Task instructions:
Show every line of the data that contains the string "FlagValueRef".

########################################

use std::time::Duration;

use reqwest::blocking::Client;

use crate::config::HttpConfig;
use crate::resolve::{ResolveError, Resolver, TempFileStore};

/// Build the blocking HTTP client shared by the network resolvers.
pub fn build_client(config: &HttpConfig) -> Result<Client, ResolveError> {
    Client::builder()
        .timeout(Duration::from_secs(config.timeout_seconds))
        .connect_timeout(Duration::from_secs(config.connect_timeout_seconds))
        .user_agent(config.user_agent.as_str())
        .build()
        .map_err(ResolveError::Client)
}

/// GET `url` and return the body, failing on any non-2xx status.
pub(crate) fn fetch(client: &Client, url: &str) -> Result<Vec<u8>, ResolveError> {
    tracing::debug!(url = %url, "GET");

    let response = client.get(url).send().map_err(|source| ResolveError::Request {
        url: url.to_string(),
        source,
    })?;

    let status = response.status();
    if !status.is_success() {
        return Err(ResolveError::Status {
            url: url.to_string(),
            status: status.as_u16(),
        });
    }

    let body = response.bytes().map_err(|source| ResolveError::Request {
        url: url.to_string(),
        source,
    })?;
    Ok(body.to_vec())
}

/// `GET:<url>`: the response body as text. Non-UTF-8 bodies are an error.
pub struct HttpGet {
    client: Client,
}

impl HttpGet {
    pub fn new(client: Client) -> Self {
        Self { client }
    }
}

impl Resolver for HttpGet {
    fn resolve(&self, _name: &str, url: &str) -> Result<String, ResolveError> {
        let body = fetch(&self.client, url)?;
        String::from_utf8(body).map_err(|_| ResolveError::InvalidArgument {
            arg: url.to_string(),
            reason: "response body is not UTF-8".to_string(),
        })
    }
}

/// `GETFILE:<url>`: the response body written to a temp file; yields its path.
pub struct HttpGetFile {
    client: Client,
    store: TempFileStore,
}

impl HttpGetFile {
    pub fn new(client: Client, store: TempFileStore) -> Self {
        Self { client, store }
    }
}

impl Resolver for HttpGetFile {
    fn resolve(&self, name: &str, url: &str) -> Result<String, ResolveError> {
        let body = fetch(&self.client, url)?;
        let path = self.store.materialize(name, &body)?;
        Ok(path.to_string_lossy().into_owned())
    }
}
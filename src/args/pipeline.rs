//! Pipeline: ties all expansion stages together.

use std::collections::HashMap;

use crate::args::assembler::ArgAssembler;
use crate::args::bag::{group_bindings, BindingBag};
use crate::args::binding::parse_bindings;
use crate::args::classifier::{classify, ClassifiedArg};
use crate::args::error::ExpandError;
use crate::args::tokenizer::{FlagToken, FlagTokens, Separator, DELIMITER};
use crate::resolve::ResolverRegistry;

type Bags<'b, 'r> = HashMap<&'b str, BindingBag<'b, 'r>>;

/// Ready-to-use parameters for launching the program.
#[derive(Debug, Clone, PartialEq, Eq)]
pub struct SpawnParams {
    /// Program path (first template element, never rewritten).
    pub command: String,
    /// Fully expanded arguments.
    pub args: Vec<String>,
}

impl SpawnParams {
    /// Shell-quoted rendering of the command line.
    pub fn command_line(&self) -> String {
        shell_words::join(std::iter::once(&self.command).chain(&self.args))
    }
}

/// Expand `bindings... -- program template...` into spawn parameters.
///
/// This is the main entry point for the expansion engine. Resolvers run in
/// template order; the first error aborts the whole expansion.
pub fn expand(args: &[String], registry: &ResolverRegistry) -> Result<SpawnParams, ExpandError> {
    // Stage 1: Parse bindings
    let (bindings, template) = parse_bindings(args, registry)?;

    let Some((command, template)) = template.and_then(|t| t.split_first()) else {
        return Err(ExpandError::NoProgramSpecified);
    };

    // Stage 2: Group into round-robin bags
    let mut bags = group_bindings(&bindings);

    // Stage 3: Rewrite the template
    let args = rewrite(template, &mut bags)?;

    for (name, bag) in &bags {
        if !bag.is_used() {
            tracing::warn!(binding = %name, "Binding is never referenced by the template");
        }
    }

    tracing::debug!(
        command = %command,
        bindings = bindings.len(),
        args = args.len(),
        "Expanded template"
    );

    Ok(SpawnParams {
        command: command.clone(),
        args,
    })
}

fn rewrite(template: &[String], bags: &mut Bags<'_, '_>) -> Result<Vec<String>, ExpandError> {
    let mut out = ArgAssembler::new();
    let mut tokens = FlagTokens::new(template);

    for token in tokens.by_ref() {
        let source = token.to_string();
        substitute(classify(token)?, &source, bags, &mut out)?;
    }

    // End of options: the rest is positional only.
    if let Some(rest) = tokens.remainder() {
        out.push_arg(DELIMITER);
        for word in rest {
            substitute(ClassifiedArg::positional(word), word, bags, &mut out)?;
        }
    }

    Ok(out.build())
}

fn substitute(
    arg: ClassifiedArg,
    source: &str,
    bags: &mut Bags<'_, '_>,
    out: &mut ArgAssembler,
) -> Result<(), ExpandError> {
    match arg {
        ClassifiedArg::FlagValueRef { mut flag, binding } => {
            flag.value = resolve(bags, &binding, source)?;
            out.push_flag(&flag);
        }
        ClassifiedArg::PlainFlag(flag) => out.push_flag(&flag),
        ClassifiedArg::PositionalRef { binding } => {
            let value = resolve(bags, &binding, source)?;
            out.push_arg(value);
        }
        ClassifiedArg::FlagNameRef { header, binding } => {
            let value = resolve(bags, &binding, source)?;
            out.push_flag(&FlagToken {
                header,
                name: binding,
                separator: Separator::Equals,
                value,
            });
        }
        ClassifiedArg::Literal(word) => out.push_arg(word),
    }
    Ok(())
}

fn resolve(bags: &mut Bags<'_, '_>, binding: &str, source: &str) -> Result<String, ExpandError> {
    let bag = bags
        .get_mut(binding)
        .ok_or_else(|| ExpandError::UnknownBindingReference {
            name: binding.to_string(),
            token: source.to_string(),
        })?;
    bag.next().resolve()
}
use std::path::PathBuf;
use thiserror::Error;

/// Errors produced by resolvers.
#[derive(Debug, Error)]
pub enum ResolveError {
    /// HTTP client could not be constructed
    #[error("failed to build HTTP client: {0}")]
    Client(#[source] reqwest::Error),

    /// Transport-level failure talking to the remote
    #[error("GET {url} failed: {source}")]
    Request {
        url: String,
        #[source]
        source: reqwest::Error,
    },

    /// Remote answered with a non-success status
    #[error("GET {url} returned status {status}")]
    Status { url: String, status: u16 },

    /// Materializing the value on disk failed
    #[error("failed to write '{path}': {source}")]
    Io {
        path: PathBuf,
        #[source]
        source: std::io::Error,
    },

    /// The raw argument is not usable by this resolver
    #[error("invalid argument '{arg}': {reason}")]
    InvalidArgument { arg: String, reason: String },

    /// Free-form failure from a custom resolver
    #[error("{0}")]
    Other(String),
}
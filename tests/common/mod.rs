//! Shared test utilities and mock infrastructure.

#![allow(dead_code, unused_imports)]

pub mod mock_backend;

use std::net::TcpListener;
use std::path::{Path, PathBuf};
use tempfile::TempDir;

pub use mock_backend::{MockBackend, MockResponse};

/// A URL nothing is listening on.
pub fn closed_port_url() -> String {
    let listener = TcpListener::bind("127.0.0.1:0").expect("Failed to bind to free port");
    let port = listener.local_addr().unwrap().port();
    drop(listener);
    format!("http://127.0.0.1:{}/", port)
}

/// Create a temporary config file pointing the `s3` endpoint at `endpoint`
/// and file output into `<temp dir>/out`.
pub fn temp_config(endpoint: &str) -> (TempDir, PathBuf) {
    let temp_dir = TempDir::new().expect("Failed to create temp dir");
    let out_dir = temp_dir.path().join("out");
    std::fs::create_dir(&out_dir).expect("Failed to create output dir");
    let config_path = temp_dir.path().join("config.toml");

    let content = format!(
        r#"[http]
timeout_seconds = 5
connect_timeout_seconds = 2

[s3]
endpoint = "{}"

[files]
dir = {}
prefix = "test-"
"#,
        endpoint,
        toml_path(&out_dir)
    );

    std::fs::write(&config_path, content).expect("Failed to write config");
    (temp_dir, config_path)
}

/// Quote a path as a TOML literal string.
fn toml_path(path: &Path) -> String {
    format!("'{}'", path.display())
}

/// Output directory used by [`temp_config`].
pub fn out_dir(temp_dir: &TempDir) -> PathBuf {
    temp_dir.path().join("out")
}
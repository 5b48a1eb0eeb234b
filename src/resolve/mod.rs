//! Value resolvers.
//!
//! A resolver turns the raw argument of a binding (`name=RESOLVER:ARG`) into
//! the string substituted into the template. Resolvers may hit the network or
//! write files; they are the engine's only side effects.
//!
//! Built-ins:
//!
//! - `GET`: HTTP GET, body as text ([`HttpGet`]).
//! - `GETFILE`: HTTP GET, body written to a temp file, path returned.
//! - `s3`: object fetch by `bucket/key`, materialized like `GETFILE`.

mod error;
mod file;
mod http;
mod registry;
mod s3;

pub use error::ResolveError;
pub use file::TempFileStore;
pub use http::{build_client, HttpGet, HttpGetFile};
pub use registry::{ResolverEntry, ResolverRegistry};
pub use s3::{S3Fetch, S3ObjectId};

/// Pluggable value producer, keyed by id in a [`ResolverRegistry`].
pub trait Resolver {
    /// Produce the value for binding `name` from its raw argument.
    fn resolve(&self, name: &str, arg: &str) -> Result<String, ResolveError>;
}

impl<F> Resolver for F
where
    F: Fn(&str, &str) -> Result<String, ResolveError>,
{
    fn resolve(&self, name: &str, arg: &str) -> Result<String, ResolveError> {
        self(name, arg)
    }
}
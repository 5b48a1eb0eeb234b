//! Launcher: runs the expanded command with inherited streams.

use std::process::{Command, ExitStatus, Stdio};

use thiserror::Error;

use crate::args::SpawnParams;
use crate::exit_codes;

/// Errors from starting the child process.
#[derive(Debug, Error)]
pub enum LaunchError {
    #[error("failed to launch '{command}': {source}")]
    Spawn {
        command: String,
        #[source]
        source: std::io::Error,
    },
}

/// Process descriptor for `params` with stdin, stdout and stderr inherited.
pub fn command(params: &SpawnParams) -> Command {
    let mut cmd = Command::new(&params.command);
    cmd.args(&params.args)
        .stdin(Stdio::inherit())
        .stdout(Stdio::inherit())
        .stderr(Stdio::inherit());
    cmd
}

/// Run the program to completion. No timeout.
///
/// Terminal interrupts reach the child through the process group; the
/// launcher catches them while waiting so it can report the child's status.
pub fn run(params: &SpawnParams) -> Result<ExitStatus, LaunchError> {
    tracing::info!(command = %params.command_line(), "Launching");

    let mut child = command(params).spawn().map_err(|source| LaunchError::Spawn {
        command: params.command.clone(),
        source,
    })?;

    let guard = interrupts::Guard::install();
    let status = child.wait().map_err(|source| LaunchError::Spawn {
        command: params.command.clone(),
        source,
    })?;

    if guard.interrupted() {
        tracing::info!(status = %status, "Child exited after interrupt");
    } else {
        tracing::debug!(status = %status, "Child exited");
    }
    Ok(status)
}

/// Map a child status to our exit code; signal `N` becomes `128 + N`.
pub fn exit_code(status: ExitStatus) -> i32 {
    if let Some(code) = status.code() {
        return code;
    }

    #[cfg(unix)]
    {
        use std::os::unix::process::ExitStatusExt;
        if let Some(signal) = status.signal() {
            return exit_codes::SIGNAL_BASE + signal;
        }
    }

    exit_codes::USAGE_ERROR
}

#[cfg(unix)]
mod interrupts {
    use std::sync::atomic::{AtomicBool, Ordering};
    use std::sync::Arc;

    use signal_hook::consts::{SIGINT, SIGQUIT};
    use signal_hook::SigId;

    /// Swallows SIGINT/SIGQUIT while alive.
    pub struct Guard {
        ids: Vec<SigId>,
        received: Arc<AtomicBool>,
    }

    impl Guard {
        pub fn install() -> Self {
            let received = Arc::new(AtomicBool::new(false));
            let mut ids = Vec::new();
            for signal in [SIGINT, SIGQUIT] {
                match signal_hook::flag::register(signal, Arc::clone(&received)) {
                    Ok(id) => ids.push(id),
                    Err(e) => tracing::warn!(signal, error = %e, "Failed to install signal handler"),
                }
            }
            Self { ids, received }
        }

        pub fn interrupted(&self) -> bool {
            self.received.load(Ordering::Relaxed)
        }
    }

    impl Drop for Guard {
        fn drop(&mut self) {
            for id in self.ids.drain(..) {
                signal_hook::low_level::unregister(id);
            }
        }
    }
}

#[cfg(not(unix))]
mod interrupts {
    pub struct Guard;

    impl Guard {
        pub fn install() -> Self {
            Guard
        }

        pub fn interrupted(&self) -> bool {
            false
        }
    }
}
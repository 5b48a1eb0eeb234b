//! Flag tokenizer: raw args → flag tokens.

use std::fmt;

/// Standalone argument separating bindings from the template.
pub const DELIMITER: &str = "--";

/// How a flag's value was attached to it.
#[derive(Debug, Clone, Copy, PartialEq, Eq)]
pub enum Separator {
    /// `--name=value`
    Equals,
    /// `--name value` (value taken from the next argument).
    Space,
    /// No value.
    None,
}

/// One parsed element of an argument list.
///
/// A token with an empty header and no separator is a positional word.
#[derive(Debug, Clone, PartialEq, Eq)]
pub struct FlagToken {
    /// Leading dashes: `"--"`, `"-"` or `""`.
    pub header: String,
    pub name: String,
    pub separator: Separator,
    /// Always empty when `separator` is [`Separator::None`].
    pub value: String,
}

impl FlagToken {
    /// A bare positional word.
    pub fn positional(word: impl Into<String>) -> Self {
        Self {
            header: String::new(),
            name: word.into(),
            separator: Separator::None,
            value: String::new(),
        }
    }

    /// Whether this token carries a dash header.
    pub fn is_flag(&self) -> bool {
        !self.header.is_empty()
    }
}

impl fmt::Display for FlagToken {
    fn fmt(&self, f: &mut fmt::Formatter<'_>) -> fmt::Result {
        write!(f, "{}{}", self.header, self.name)?;
        match self.separator {
            Separator::Equals => write!(f, "={}", self.value),
            Separator::Space => write!(f, " {}", self.value),
            Separator::None => Ok(()),
        }
    }
}

/// Single forward pass over raw args, yielding [`FlagToken`]s.
///
/// Stops at the first standalone `--`, which is not yielded; the args after
/// it are available from [`FlagTokens::remainder`].
#[derive(Debug, Clone)]
pub struct FlagTokens<'a> {
    args: &'a [String],
    pos: usize,
    delimiter: Option<usize>,
}

impl<'a> FlagTokens<'a> {
    pub fn new(args: &'a [String]) -> Self {
        Self {
            args,
            pos: 0,
            delimiter: None,
        }
    }

    /// Args following the delimiter, or `None` if no delimiter was reached.
    pub fn remainder(&self) -> Option<&'a [String]> {
        self.delimiter.map(|at| &self.args[at + 1..])
    }

    /// Consume the next arg as a space-separated value if it looks like one.
    fn take_value(&mut self) -> Option<&'a str> {
        match self.args.get(self.pos) {
            Some(next) if !next.is_empty() && !next.starts_with('-') => {
                self.pos += 1;
                Some(next.as_str())
            }
            _ => None,
        }
    }
}

impl Iterator for FlagTokens<'_> {
    type Item = FlagToken;

    fn next(&mut self) -> Option<FlagToken> {
        let arg = self.args.get(self.pos)?;
        if arg == DELIMITER {
            self.delimiter = Some(self.pos);
            self.pos = self.args.len();
            return None;
        }
        self.pos += 1;

        let header_len = arg.bytes().take(2).take_while(|&b| b == b'-').count();
        let (header, rest) = arg.split_at(header_len);

        if let Some((name, value)) = rest.split_once('=') {
            return Some(FlagToken {
                header: header.to_string(),
                name: name.to_string(),
                separator: Separator::Equals,
                value: value.to_string(),
            });
        }

        if header.is_empty() {
            return Some(FlagToken::positional(rest));
        }

        let (separator, value) = match self.take_value() {
            Some(value) => (Separator::Space, value.to_string()),
            None => (Separator::None, String::new()),
        };
        Some(FlagToken {
            header: header.to_string(),
            name: rest.to_string(),
            separator,
            value,
        })
    }
}

/// Drive the tokenizer with a fallible per-token handler.
///
/// Returns the args after the delimiter (`None` if there was none). The first
/// handler error stops the scan; work done for earlier tokens stays done.
pub fn scan<'a, E>(
    args: &'a [String],
    mut handler: impl FnMut(FlagToken) -> Result<(), E>,
) -> Result<Option<&'a [String]>, E> {
    let mut tokens = FlagTokens::new(args);
    for token in tokens.by_ref() {
        handler(token)?;
    }
    Ok(tokens.remainder())
}
//! Binding parser: `name=resolver:arg` args → bindings.

use std::fmt;

use crate::args::error::ExpandError;
use crate::args::tokenizer::{scan, FlagToken, Separator};
use crate::resolve::{Resolver, ResolverRegistry};

/// A declared name tied to a resolver and its raw argument.
pub struct Binding<'r> {
    pub name: String,
    pub resolver_id: String,
    /// Everything after the first `:`; may contain further colons.
    pub raw_arg: String,
    resolver: &'r dyn Resolver,
}

impl fmt::Debug for Binding<'_> {
    fn fmt(&self, f: &mut fmt::Formatter<'_>) -> fmt::Result {
        f.debug_struct("Binding")
            .field("name", &self.name)
            .field("resolver_id", &self.resolver_id)
            .field("raw_arg", &self.raw_arg)
            .finish_non_exhaustive()
    }
}

impl<'r> Binding<'r> {
    /// Parse one pre-delimiter token against the registry.
    pub fn parse(token: FlagToken, registry: &'r ResolverRegistry) -> Result<Self, ExpandError> {
        if token.is_flag() || token.separator != Separator::Equals {
            return Err(ExpandError::MalformedBinding {
                token: token.to_string(),
                reason: "expected name=resolver:arg",
            });
        }
        if token.name.is_empty() {
            return Err(ExpandError::MalformedBinding {
                token: token.to_string(),
                reason: "empty binding name",
            });
        }

        let Some((resolver_id, raw_arg)) = token.value.split_once(':') else {
            return Err(ExpandError::MalformedBinding {
                token: token.to_string(),
                reason: "no resolver specified",
            });
        };

        let Some(resolver) = registry.get(resolver_id) else {
            return Err(ExpandError::UnknownResolver {
                resolver: resolver_id.to_string(),
                token: token.to_string(),
                available: registry.available(),
            });
        };

        Ok(Self {
            resolver_id: resolver_id.to_string(),
            raw_arg: raw_arg.to_string(),
            name: token.name,
            resolver,
        })
    }

    /// Invoke the resolver. Every call is a fresh invocation.
    pub fn resolve(&self) -> Result<String, ExpandError> {
        tracing::debug!(
            binding = %self.name,
            resolver = %self.resolver_id,
            arg = %self.raw_arg,
            "Resolving binding"
        );
        self.resolver
            .resolve(&self.name, &self.raw_arg)
            .map_err(|source| ExpandError::ResolverFailure {
                binding: self.name.clone(),
                resolver: self.resolver_id.clone(),
                source,
            })
    }
}

/// Parse every binding before the delimiter.
///
/// Returns the bindings in input order together with the args after the
/// delimiter (`None` if the delimiter is missing).
pub fn parse_bindings<'a, 'r>(
    args: &'a [String],
    registry: &'r ResolverRegistry,
) -> Result<(Vec<Binding<'r>>, Option<&'a [String]>), ExpandError> {
    let mut bindings = Vec::new();
    let template = scan(args, |token| -> Result<(), ExpandError> {
        bindings.push(Binding::parse(token, registry)?);
        Ok(())
    })?;
    Ok((bindings, template))
}

#[cfg(test)]
mod tests {
    use super::*;
    use crate::resolve::ResolveError;

    fn registry() -> ResolverRegistry {
        ResolverRegistry::new().with("s3", "stub", |_: &str, arg: &str| {
            Ok::<_, ResolveError>(format!("s3({arg})"))
        })
    }

    fn raw(args: &[&str]) -> Vec<String> {
        args.iter().map(|s| s.to_string()).collect()
    }

    #[test]
    fn test_parse_preserves_order_and_duplicates() {
        let registry = registry();
        let args = raw(&["e=s3:A", "x=s3:X", "e=s3:B", "--", "tree"]);

        let (bindings, template) = parse_bindings(&args, &registry).unwrap();

        let parsed: Vec<_> = bindings
            .iter()
            .map(|b| (b.name.as_str(), b.resolver_id.as_str(), b.raw_arg.as_str()))
            .collect();
        assert_eq!(parsed, vec![("e", "s3", "A"), ("x", "s3", "X"), ("e", "s3", "B")]);
        assert_eq!(template, Some(&args[4..]));
    }

    #[test]
    fn test_only_first_colon_splits() {
        let registry = registry();
        let args = raw(&["u=s3:http://host:8080/a"]);

        let (bindings, template) = parse_bindings(&args, &registry).unwrap();

        assert_eq!(bindings[0].raw_arg, "http://host:8080/a");
        assert_eq!(template, None);
    }

    #[test]
    fn test_resolve_calls_resolver_with_name_and_arg() {
        let registry = ResolverRegistry::new().with("cat", "", |name: &str, arg: &str| {
            Ok::<_, ResolveError>(format!("{name}:{arg}"))
        });
        let args = raw(&["n=cat:v"]);
        let (bindings, _) = parse_bindings(&args, &registry).unwrap();
        assert_eq!(bindings[0].resolve().unwrap(), "n:v");
    }

    #[test]
    fn test_missing_colon_is_malformed() {
        let registry = registry();
        let err = parse_bindings(&raw(&["a=s3"]), &registry).unwrap_err();
        assert!(matches!(
            err,
            ExpandError::MalformedBinding { reason: "no resolver specified", .. }
        ));
    }

    #[test]
    fn test_non_binding_shapes_are_malformed() {
        let registry = registry();
        for bad in ["--a=s3:x", "plain", "-a"] {
            let err = parse_bindings(&raw(&[bad]), &registry).unwrap_err();
            assert!(
                matches!(err, ExpandError::MalformedBinding { .. }),
                "{bad} should be malformed, got {err:?}"
            );
        }
    }

    #[test]
    fn test_empty_name_is_malformed() {
        let registry = registry();
        let err = parse_bindings(&raw(&["=s3:x"]), &registry).unwrap_err();
        assert!(matches!(
            err,
            ExpandError::MalformedBinding { reason: "empty binding name", .. }
        ));
    }

    #[test]
    fn test_unknown_resolver_lists_available() {
        let registry = registry();
        let err = parse_bindings(&raw(&["a=ftp:x"]), &registry).unwrap_err();
        match err {
            ExpandError::UnknownResolver { resolver, token, available } => {
                assert_eq!(resolver, "ftp");
                assert_eq!(token, "a=ftp:x");
                assert_eq!(available, "s3");
            }
            other => panic!("expected UnknownResolver, got {other:?}"),
        }
    }
}
//! Template classifier: flag tokens → substitution shapes.

use crate::args::error::ExpandError;
use crate::args::tokenizer::{FlagToken, Separator};

/// Prefix marking a binding reference.
pub const MARKER: char = '%';

/// A classified template token.
#[derive(Debug, Clone, PartialEq, Eq)]
pub enum ClassifiedArg {
    /// `--flag=%name` or `--flag %name`: value substituted, flag kept.
    FlagValueRef { flag: FlagToken, binding: String },
    /// `--flag`, `--flag=v`, `--flag v`: forwarded as-is.
    PlainFlag(FlagToken),
    /// `%name`: resolved value as a bare argument.
    PositionalRef { binding: String },
    /// `--%name` or `--%name=`: becomes `--name=<value>`.
    FlagNameRef { header: String, binding: String },
    /// Bare word without marker.
    Literal(String),
}

impl ClassifiedArg {
    /// Classify a word known to be positional (no flag parsing).
    pub fn positional(word: &str) -> Self {
        match word.strip_prefix(MARKER) {
            Some(binding) => ClassifiedArg::PositionalRef {
                binding: binding.to_string(),
            },
            None => ClassifiedArg::Literal(word.to_string()),
        }
    }
}

/// Classify one template token. First matching shape wins.
pub fn classify(token: FlagToken) -> Result<ClassifiedArg, ExpandError> {
    let name_marked = token.name.starts_with(MARKER);
    let value_marked = token.value.starts_with(MARKER);

    match (token.is_flag(), name_marked, value_marked, token.value.is_empty()) {
        (true, false, true, _) => {
            let binding = token.value[MARKER.len_utf8()..].to_string();
            Ok(ClassifiedArg::FlagValueRef {
                flag: token,
                binding,
            })
        }
        (true, false, false, _) => Ok(ClassifiedArg::PlainFlag(token)),
        (false, true, _, true) => Ok(ClassifiedArg::PositionalRef {
            binding: token.name[MARKER.len_utf8()..].to_string(),
        }),
        (true, true, _, true) => Ok(ClassifiedArg::FlagNameRef {
            binding: token.name[MARKER.len_utf8()..].to_string(),
            header: token.header,
        }),
        (false, false, _, true) if token.separator == Separator::None => {
            Ok(ClassifiedArg::Literal(token.name))
        }
        _ => Err(ExpandError::MalformedTemplateToken {
            token: token.to_string(),
        }),
    }
}
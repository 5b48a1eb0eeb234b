//! Round-robin bags of bindings sharing a name.

use std::collections::HashMap;

use crate::args::binding::Binding;

/// Bindings declared under one name, handed out in cyclic order.
#[derive(Debug)]
pub struct BindingBag<'b, 'r> {
    bindings: Vec<&'b Binding<'r>>,
    cursor: usize,
}

impl<'b, 'r> BindingBag<'b, 'r> {
    fn new(first: &'b Binding<'r>) -> Self {
        Self {
            bindings: vec![first],
            cursor: 0,
        }
    }

    pub fn len(&self) -> usize {
        self.bindings.len()
    }

    /// Always false for bags built by [`group_bindings`].
    pub fn is_empty(&self) -> bool {
        self.bindings.is_empty()
    }

    /// Whether any template token has drawn from this bag yet.
    pub fn is_used(&self) -> bool {
        self.cursor > 0
    }

    /// The binding for this reference; wraps around after the last one.
    #[allow(clippy::should_implement_trait)]
    pub fn next(&mut self) -> &'b Binding<'r> {
        let binding = self.bindings[self.cursor % self.bindings.len()];
        self.cursor += 1;
        binding
    }
}

/// Partition bindings by name, keeping declaration order inside each bag.
pub fn group_bindings<'b, 'r>(bindings: &'b [Binding<'r>]) -> HashMap<&'b str, BindingBag<'b, 'r>> {
    let mut bags: HashMap<&'b str, BindingBag<'b, 'r>> = HashMap::new();
    for binding in bindings {
        bags.entry(binding.name.as_str())
            .and_modify(|bag| bag.bindings.push(binding))
            .or_insert_with(|| BindingBag::new(binding));
    }
    bags
}
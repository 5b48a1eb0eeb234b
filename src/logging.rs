use tracing_subscriber::EnvFilter;

/// Env var holding an `EnvFilter` directive, e.g. `CLOUDSTRAP_LOG=debug`.
pub const LOG_ENV: &str = "CLOUDSTRAP_LOG";

/// Default filter for a `-v` count.
pub fn default_level(verbosity: u8) -> &'static str {
    match verbosity {
        0 => "warn",
        1 => "info",
        2 => "debug",
        _ => "trace",
    }
}

/// Initialize tracing on stderr.
///
/// Stdout belongs to the launched program, so logs never go there.
/// `CLOUDSTRAP_LOG` wins over the `-v` count when set.
pub fn init_tracing(verbosity: u8) {
    let filter = EnvFilter::try_from_env(LOG_ENV)
        .unwrap_or_else(|_| EnvFilter::new(default_level(verbosity)));

    let _ = tracing_subscriber::fmt()
        .with_env_filter(filter)
        .with_writer(std::io::stderr)
        .with_target(true)
        .with_level(true)
        .with_timer(tracing_subscriber::fmt::time::UtcTime::rfc_3339())
        .try_init();
}
//! Argument assembler: rebuilds the argument vector for the child.

use crate::args::tokenizer::{FlagToken, Separator};

/// Builder for the arguments passed to the launched program.
#[derive(Debug, Clone, Default)]
pub struct ArgAssembler {
    args: Vec<String>,
}

impl ArgAssembler {
    /// Start with an empty arg list.
    pub fn new() -> Self {
        Self::default()
    }

    /// Append a flag using the reconstruction rule.
    ///
    /// - empty header: only the value, as one argument
    /// - `Equals`: `header+name=value` as one argument
    /// - `Space`: `header+name`, then the value as its own argument if non-empty
    /// - `None`: `header+name`
    pub fn push_flag(&mut self, flag: &FlagToken) {
        if flag.header.is_empty() {
            self.args.push(flag.value.clone());
            return;
        }

        let head = format!("{}{}", flag.header, flag.name);
        match flag.separator {
            Separator::Equals => self.args.push(format!("{}={}", head, flag.value)),
            Separator::Space => {
                self.args.push(head);
                if !flag.value.is_empty() {
                    self.args.push(flag.value.clone());
                }
            }
            Separator::None => self.args.push(head),
        }
    }

    /// Append one bare argument.
    pub fn push_arg(&mut self, arg: impl Into<String>) {
        self.args.push(arg.into());
    }

    /// Build the final argument list.
    pub fn build(self) -> Vec<String> {
        self.args
    }
}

########################################

Exercise output:
        ClassifiedArg::FlagValueRef { mut flag, binding } => {
    FlagValueRef { flag: FlagToken, binding: String },
            Ok(ClassifiedArg::FlagValueRef {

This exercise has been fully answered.